About Today -- A Walk on the Moon
Tuesday, January 20, 2009
Today, I skimmed back and forth between working and catching what I could of the inauguration coverage.
I managed to be there for the live coverage of the swearing in, and President Obama's Inaugural Address.
I was awed by the sheer mass of humanity on the Mall.
I was moved by the music, and even more by the cut-aways to people in the audience -- their faces streaked with tears of joy, their eyes searching hungrily for external signs that the hope they hold inside is justified, and their faces relaxing, brows smoothing out, as they seemed to have found those signs.
I watched what I could of the parade, in between clients (cuz I'm a sucker for a marching band -- plus, I wanted to see the queers tooting their horns -- no pun intended).
As I watched, I had the same sense that I had on Election Day 2008 -- a strange mixture of solemnity and giddiness as I witnessed something historic -- something being logged into a history that I would want to claim.
This feeling is not entirely unfamiliar, although it seems like a long time since I last experienced it.
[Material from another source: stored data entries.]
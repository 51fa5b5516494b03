//! Permissive tokenizer for raw HTML attribute fragments.

use std::sync::LazyLock;

use regex::Regex;

use super::AttrValue;

static ATTRIBUTE: LazyLock<Regex> = LazyLock::new(|| {
    Regex::new(r#"([^\s"'<>/=]+)(?:\s*=\s*(?:"([^"]*)"|'([^']*)'|([^\s"'=<>`]+)))?"#)
        .expect("attribute regex is valid")
});

/// Tokenizes a fragment such as `class="a b" data-x='1' disabled`.
///
/// Names are lower-cased and values trimmed and entity-decoded. A bare
/// name becomes [`AttrValue::Flag`]. Repeated names keep the first
/// occurrence, like an HTML parser does. Fragments that cannot be read
/// are skipped.
pub fn parse_attributes(input: &str) -> Vec<(String, AttrValue)> {
    let mut out: Vec<(String, AttrValue)> = Vec::new();

    for caps in ATTRIBUTE.captures_iter(input) {
        let name = caps[1].trim().to_lowercase();
        if out.iter().any(|(existing, _)| *existing == name) {
            continue;
        }

        let value = caps
            .get(2)
            .or_else(|| caps.get(3))
            .or_else(|| caps.get(4))
            .map_or(AttrValue::Flag, |m| {
                AttrValue::Text(decode_entities(m.as_str().trim()))
            });

        out.push((name, value));
    }

    out
}

/// Decodes the character references [`html_escape`](super::html_escape)
/// produces, plus the common numeric apostrophe.
pub fn decode_entities(s: &str) -> String {
    if !s.contains('&') {
        return s.to_string();
    }
    s.replace("&quot;", "\"")
        .replace("&#39;", "'")
        .replace("&#039;", "'")
        .replace("&#x27;", "'")
        .replace("&lt;", "<")
        .replace("&gt;", ">")
        .replace("&amp;", "&")
}
//! Text-like inputs, textareas, selects, file and hidden inputs.

use crate::attributes::{html_escape, AttrValue, AttributeSet};
use crate::fields::value::{as_list, display};

use super::Ctx;

fn value_attr(ctx: &Ctx<'_>) -> AttributeSet {
    let value = ctx.value().as_ref().and_then(display);
    AttributeSet::from_mapping([("value", AttrValue::from(value))])
}

/// Text, password, email, number and range inputs.
pub(super) fn input(ctx: &Ctx<'_>) -> String {
    let attrs = ctx.build_attrs(value_attr(ctx));
    ctx.wrap(&format!("<input {attrs}>"))
}

pub(super) fn file(ctx: &Ctx<'_>) -> String {
    let attrs = ctx.build_attrs(AttributeSet::new());
    ctx.wrap(&format!("<input {attrs}>"))
}

/// Hidden inputs render bare, without label or wrapper.
pub(super) fn hidden(ctx: &Ctx<'_>) -> String {
    format!("<input {}>", ctx.build_attrs(value_attr(ctx)))
}

pub(super) fn textarea(ctx: &Ctx<'_>) -> String {
    let attrs = ctx.build_attrs(AttributeSet::from([("rows", "3")]));
    let content = ctx
        .value()
        .as_ref()
        .and_then(display)
        .map(|v| html_escape(&v))
        .unwrap_or_default();
    ctx.wrap(&format!("<textarea {attrs}>{content}</textarea>"))
}

pub(super) fn select(ctx: &Ctx<'_>) -> String {
    let attrs = ctx.build_attrs(AttributeSet::new());
    let value = ctx.value();

    let selected: Vec<String> = match (&value, ctx.field.multiple) {
        (Some(value), true) => as_list(value),
        (Some(value), false) => display(value).into_iter().collect(),
        (None, _) => Vec::new(),
    };

    let options: String = ctx
        .field
        .options
        .iter()
        .map(|(key, label)| {
            let marker = if selected.iter().any(|s| s == key) {
                " selected"
            } else {
                ""
            };
            format!(
                r#"<option value="{}"{marker}>{}</option>"#,
                html_escape(key),
                html_escape(label)
            )
        })
        .collect();

    ctx.wrap(&format!("<select {attrs}>{options}</select>"))
}
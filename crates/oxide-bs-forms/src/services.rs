//! Collaborators supplied by the host application.
//!
//! The builder never reaches for ambient framework state. Everything it
//! needs from the request (CSRF tokens, resubmitted input, validation
//! results, URLs, translations) comes through the traits in this module.

use std::collections::HashMap;

use serde_json::{Map, Value};

use crate::error::{FormError, Result, ValidationErrors};

/// Produces the markup inlined right after an opening `<form>` tag.
pub trait CsrfProvider: Send + Sync {
    /// Returns the CSRF fragment, inserted verbatim.
    fn csrf_field(&self) -> String;
}

/// Produces the hidden field that carries a spoofed HTTP method.
pub trait MethodOverride: Send + Sync {
    /// Returns the override fragment for `method` (e.g. `put`).
    fn method_field(&self, method: &str) -> String;
}

/// Previously submitted input, used to repopulate a form after a failed
/// submission.
pub trait OldInput: Send + Sync {
    /// Returns whether any resubmitted input exists at all.
    fn has_any(&self) -> bool;

    /// Returns the resubmitted value for a field.
    fn get(&self, name: &str) -> Option<Value>;
}

/// Turns paths and route names into URLs.
pub trait UrlResolver: Send + Sync {
    /// Resolves a path to a URL.
    fn url(&self, path: &str) -> String;

    /// Resolves a named route with its parameters.
    fn route(&self, name: &str, params: &[(&str, &str)]) -> Result<String>;
}

/// Looks up display strings by dotted key.
pub trait Translator: Send + Sync {
    /// Returns the translation for `key`, or `key` itself when unknown.
    fn translate(&self, key: &str) -> String;
}

/// Results of the last validation pass.
pub trait ErrorStore: Send + Sync {
    /// Returns whether a validation pass has occurred.
    fn has_run(&self) -> bool {
        true
    }

    /// Returns the first error message for a field.
    fn first(&self, field: &str) -> Option<&str>;
}

/// Emits no CSRF markup.
#[derive(Debug, Clone, Copy, Default)]
pub struct NoCsrf;

impl CsrfProvider for NoCsrf {
    fn csrf_field(&self) -> String {
        String::new()
    }
}

/// Emits a hidden `_token` input holding a fixed token.
#[derive(Debug, Clone)]
pub struct CsrfToken(pub String);

impl CsrfProvider for CsrfToken {
    fn csrf_field(&self) -> String {
        format!(
            r#"<input type="hidden" name="_token" value="{}">"#,
            crate::attributes::html_escape(&self.0)
        )
    }
}

impl<F> CsrfProvider for F
where
    F: Fn() -> String + Send + Sync,
{
    fn csrf_field(&self) -> String {
        self()
    }
}

/// Emits `<input type="hidden" name="_method" value="PUT">`.
#[derive(Debug, Clone, Copy, Default)]
pub struct HiddenMethodField;

impl MethodOverride for HiddenMethodField {
    fn method_field(&self, method: &str) -> String {
        format!(
            r#"<input type="hidden" name="_method" value="{}">"#,
            method.to_uppercase()
        )
    }
}

impl OldInput for HashMap<String, Value> {
    fn has_any(&self) -> bool {
        !self.is_empty()
    }

    fn get(&self, name: &str) -> Option<Value> {
        HashMap::get(self, name).cloned()
    }
}

impl OldInput for Map<String, Value> {
    fn has_any(&self) -> bool {
        !self.is_empty()
    }

    fn get(&self, name: &str) -> Option<Value> {
        Map::get(self, name).cloned()
    }
}

/// Returns paths unchanged and knows no routes.
#[derive(Debug, Clone, Copy, Default)]
pub struct PassthroughUrls;

impl UrlResolver for PassthroughUrls {
    fn url(&self, path: &str) -> String {
        path.to_string()
    }

    fn route(&self, name: &str, _params: &[(&str, &str)]) -> Result<String> {
        Err(FormError::UnknownRoute(name.to_string()))
    }
}

/// Named route patterns like `/posts/{id}`, reversed into paths.
#[derive(Debug, Clone, Default)]
pub struct RouteTable {
    base_url: String,
    routes: HashMap<String, String>,
}

impl RouteTable {
    /// Creates an empty table whose URLs are relative.
    pub fn new() -> Self {
        Self::default()
    }

    /// Prefixes every generated URL with `base_url`.
    #[must_use]
    pub fn base_url(mut self, base_url: impl Into<String>) -> Self {
        self.base_url = base_url.into().trim_end_matches('/').to_string();
        self
    }

    /// Registers a named pattern.
    #[must_use]
    pub fn named_route(mut self, name: impl Into<String>, pattern: impl Into<String>) -> Self {
        self.routes.insert(name.into(), pattern.into());
        self
    }

    fn reverse(pattern: &str, params: &[(&str, &str)]) -> Option<String> {
        let mut path = String::new();

        for part in pattern.split('/').filter(|s| !s.is_empty()) {
            path.push('/');
            match part.strip_prefix('{').and_then(|s| s.strip_suffix('}')) {
                Some(param) => {
                    let name = param.trim_start_matches('*');
                    let (_, value) = params.iter().find(|(k, _)| *k == name)?;
                    path.push_str(value);
                }
                None => path.push_str(part),
            }
        }

        if path.is_empty() {
            path.push('/');
        }

        Some(path)
    }
}

impl UrlResolver for RouteTable {
    fn url(&self, path: &str) -> String {
        if path.contains("://") {
            return path.to_string();
        }
        format!("{}/{}", self.base_url, path.trim_start_matches('/'))
    }

    fn route(&self, name: &str, params: &[(&str, &str)]) -> Result<String> {
        let pattern = self
            .routes
            .get(name)
            .ok_or_else(|| FormError::UnknownRoute(name.to_string()))?;
        let path = Self::reverse(pattern, params).ok_or_else(|| {
            FormError::UnknownRoute(format!("{name} (missing route parameters)"))
        })?;
        Ok(format!("{}{path}", self.base_url))
    }
}

/// Returns every key untranslated.
#[derive(Debug, Clone, Copy, Default)]
pub struct KeyTranslator;

impl Translator for KeyTranslator {
    fn translate(&self, key: &str) -> String {
        key.to_string()
    }
}

impl Translator for HashMap<String, String> {
    fn translate(&self, key: &str) -> String {
        HashMap::get(self, key).cloned().unwrap_or_else(|| key.to_string())
    }
}

impl<F> Translator for F
where
    F: Fn(&str) -> String + Send + Sync,
{
    fn translate(&self, key: &str) -> String {
        self(key)
    }
}

impl ErrorStore for ValidationErrors {
    fn first(&self, field: &str) -> Option<&str> {
        ValidationErrors::first(self, field)
    }
}

/// The full set of collaborators a [`FormBuilder`](crate::FormBuilder) uses.
pub struct Services {
    /// CSRF fragment provider.
    pub csrf: Box<dyn CsrfProvider>,
    /// Method-override fragment provider.
    pub method_override: Box<dyn MethodOverride>,
    /// Resubmitted input, if the request carries any.
    pub old_input: Option<Box<dyn OldInput>>,
    /// URL and route resolver.
    pub urls: Box<dyn UrlResolver>,
    /// Translation lookup, consulted only when a locale is set.
    pub translator: Box<dyn Translator>,
    /// Validation results; `None` means validation has not run.
    pub errors: Option<Box<dyn ErrorStore>>,
}

impl Default for Services {
    fn default() -> Self {
        Self {
            csrf: Box::new(NoCsrf),
            method_override: Box::new(HiddenMethodField),
            old_input: None,
            urls: Box::new(PassthroughUrls),
            translator: Box::new(KeyTranslator),
            errors: None,
        }
    }
}

impl std::fmt::Debug for Services {
    fn fmt(&self, f: &mut std::fmt::Formatter<'_>) -> std::fmt::Result {
        f.debug_struct("Services")
            .field("old_input", &self.old_input.is_some())
            .field("errors", &self.errors.is_some())
            .finish_non_exhaustive()
    }
}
I felt something like it as I stared into my television set to see the first moon walk, and President Nixon announcing the end of the Vietnam War, and Nelson Mandela walking out of prison, and the Berlin Wall being knocked down.
Still, today felt different, somehow.
I should note that my giddy/solemn sensation of today has a nasty cousin, too -- a feeling of similar solemnity, but devoid of all giddiness -- a response that's all sinking stomach and aching heart.
I felt that the day John F. Kennedy was assassinated, and again, when Martin Luther King, Jr. was assassinated, and yet again, when Bobby Kennedy was assassinated, and after the massacres at Kent State and Tienanmen Square, and when the first Bush authorized "Operation Desert Storm", and on 9/11/01, and when the second Bush authorized "Operation Iraqi Freedom", and as I watched thousands of people abandoned in the aftermath of Katrina.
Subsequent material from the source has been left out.